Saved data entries
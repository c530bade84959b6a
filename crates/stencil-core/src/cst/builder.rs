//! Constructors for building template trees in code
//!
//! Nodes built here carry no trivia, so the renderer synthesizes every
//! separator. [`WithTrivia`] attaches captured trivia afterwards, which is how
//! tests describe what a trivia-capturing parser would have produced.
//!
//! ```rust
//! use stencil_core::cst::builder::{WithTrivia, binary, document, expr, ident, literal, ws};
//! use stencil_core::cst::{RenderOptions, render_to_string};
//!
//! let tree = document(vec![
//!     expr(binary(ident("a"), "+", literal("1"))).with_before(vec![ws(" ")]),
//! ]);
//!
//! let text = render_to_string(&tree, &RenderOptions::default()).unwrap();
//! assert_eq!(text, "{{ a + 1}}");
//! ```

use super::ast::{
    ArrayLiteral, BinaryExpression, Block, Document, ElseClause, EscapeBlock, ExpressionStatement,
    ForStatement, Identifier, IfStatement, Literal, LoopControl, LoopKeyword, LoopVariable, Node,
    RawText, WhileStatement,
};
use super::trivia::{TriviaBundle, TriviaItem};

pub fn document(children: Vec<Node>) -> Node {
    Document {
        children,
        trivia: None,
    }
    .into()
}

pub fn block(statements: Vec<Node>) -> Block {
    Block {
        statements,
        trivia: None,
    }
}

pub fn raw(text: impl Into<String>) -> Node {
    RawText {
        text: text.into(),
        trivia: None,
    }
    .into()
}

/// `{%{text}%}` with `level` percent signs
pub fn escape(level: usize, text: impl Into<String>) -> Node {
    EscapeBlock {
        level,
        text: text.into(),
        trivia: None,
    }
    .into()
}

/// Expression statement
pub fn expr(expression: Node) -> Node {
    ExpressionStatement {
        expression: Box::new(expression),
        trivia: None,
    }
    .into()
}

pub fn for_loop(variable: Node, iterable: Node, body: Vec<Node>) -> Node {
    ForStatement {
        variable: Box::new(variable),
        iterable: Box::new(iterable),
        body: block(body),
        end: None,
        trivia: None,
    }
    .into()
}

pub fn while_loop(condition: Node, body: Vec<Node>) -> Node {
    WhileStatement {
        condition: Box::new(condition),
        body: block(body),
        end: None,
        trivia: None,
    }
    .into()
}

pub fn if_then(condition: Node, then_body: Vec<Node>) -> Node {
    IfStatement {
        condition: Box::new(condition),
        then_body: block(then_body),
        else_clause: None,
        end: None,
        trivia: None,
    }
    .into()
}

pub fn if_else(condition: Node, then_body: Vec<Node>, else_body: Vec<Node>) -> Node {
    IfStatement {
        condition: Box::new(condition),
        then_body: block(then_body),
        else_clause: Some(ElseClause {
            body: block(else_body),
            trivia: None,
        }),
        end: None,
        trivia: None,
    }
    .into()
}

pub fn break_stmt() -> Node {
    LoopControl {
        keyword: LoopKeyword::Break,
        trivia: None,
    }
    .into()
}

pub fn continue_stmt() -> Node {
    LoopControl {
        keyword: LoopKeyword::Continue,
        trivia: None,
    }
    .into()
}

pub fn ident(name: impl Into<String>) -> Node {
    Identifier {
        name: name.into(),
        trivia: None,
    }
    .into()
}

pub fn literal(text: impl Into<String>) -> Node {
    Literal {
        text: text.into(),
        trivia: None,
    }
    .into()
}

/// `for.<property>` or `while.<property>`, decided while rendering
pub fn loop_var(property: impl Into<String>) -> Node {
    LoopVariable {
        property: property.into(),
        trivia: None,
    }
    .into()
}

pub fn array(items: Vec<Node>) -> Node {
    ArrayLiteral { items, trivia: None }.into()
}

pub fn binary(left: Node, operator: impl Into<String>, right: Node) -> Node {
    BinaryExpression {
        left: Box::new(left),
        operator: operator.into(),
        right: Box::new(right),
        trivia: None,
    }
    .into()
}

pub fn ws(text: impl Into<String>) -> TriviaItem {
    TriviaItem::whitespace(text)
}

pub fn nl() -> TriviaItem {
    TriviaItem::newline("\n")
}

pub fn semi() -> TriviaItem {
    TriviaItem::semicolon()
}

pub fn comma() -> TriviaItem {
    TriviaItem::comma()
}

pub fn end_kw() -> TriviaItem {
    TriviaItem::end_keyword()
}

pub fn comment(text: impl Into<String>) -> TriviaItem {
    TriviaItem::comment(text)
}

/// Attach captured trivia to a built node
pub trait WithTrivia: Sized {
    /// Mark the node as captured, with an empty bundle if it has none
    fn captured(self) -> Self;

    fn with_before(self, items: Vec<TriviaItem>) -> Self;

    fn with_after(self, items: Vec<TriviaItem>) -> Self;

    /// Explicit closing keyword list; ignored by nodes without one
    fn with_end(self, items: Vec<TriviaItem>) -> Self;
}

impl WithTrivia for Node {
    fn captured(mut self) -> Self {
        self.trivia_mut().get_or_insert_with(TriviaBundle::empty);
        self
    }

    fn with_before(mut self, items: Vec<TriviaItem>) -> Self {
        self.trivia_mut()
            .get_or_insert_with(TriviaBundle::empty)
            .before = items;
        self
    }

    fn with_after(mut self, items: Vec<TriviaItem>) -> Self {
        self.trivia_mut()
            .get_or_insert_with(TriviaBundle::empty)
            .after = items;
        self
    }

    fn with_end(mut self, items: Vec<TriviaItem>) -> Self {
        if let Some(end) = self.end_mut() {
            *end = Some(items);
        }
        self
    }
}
==
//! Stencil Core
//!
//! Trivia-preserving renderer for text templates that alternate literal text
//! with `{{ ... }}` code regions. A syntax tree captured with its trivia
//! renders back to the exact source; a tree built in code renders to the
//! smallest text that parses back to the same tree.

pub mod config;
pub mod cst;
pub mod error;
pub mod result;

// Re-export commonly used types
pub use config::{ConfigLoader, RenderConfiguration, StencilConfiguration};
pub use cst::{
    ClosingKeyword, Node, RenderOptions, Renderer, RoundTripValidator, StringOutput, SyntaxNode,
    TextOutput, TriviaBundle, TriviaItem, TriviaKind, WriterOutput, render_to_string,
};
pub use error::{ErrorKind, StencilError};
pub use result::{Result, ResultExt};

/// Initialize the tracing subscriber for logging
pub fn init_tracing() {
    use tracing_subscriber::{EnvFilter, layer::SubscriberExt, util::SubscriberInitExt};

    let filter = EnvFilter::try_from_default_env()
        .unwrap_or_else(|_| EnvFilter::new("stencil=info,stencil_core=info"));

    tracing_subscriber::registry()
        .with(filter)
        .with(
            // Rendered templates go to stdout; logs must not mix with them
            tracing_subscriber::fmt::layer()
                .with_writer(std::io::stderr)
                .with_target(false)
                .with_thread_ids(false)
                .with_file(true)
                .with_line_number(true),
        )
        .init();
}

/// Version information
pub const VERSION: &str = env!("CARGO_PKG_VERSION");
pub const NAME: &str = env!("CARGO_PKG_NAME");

(Work instruction) Each line containing the word "ElseClause" needs to be copied from the data above.

(Problem solution)
    ArrayLiteral, BinaryExpression, Block, Document, ElseClause, EscapeBlock, ExpressionStatement,
        else_clause: Some(ElseClause {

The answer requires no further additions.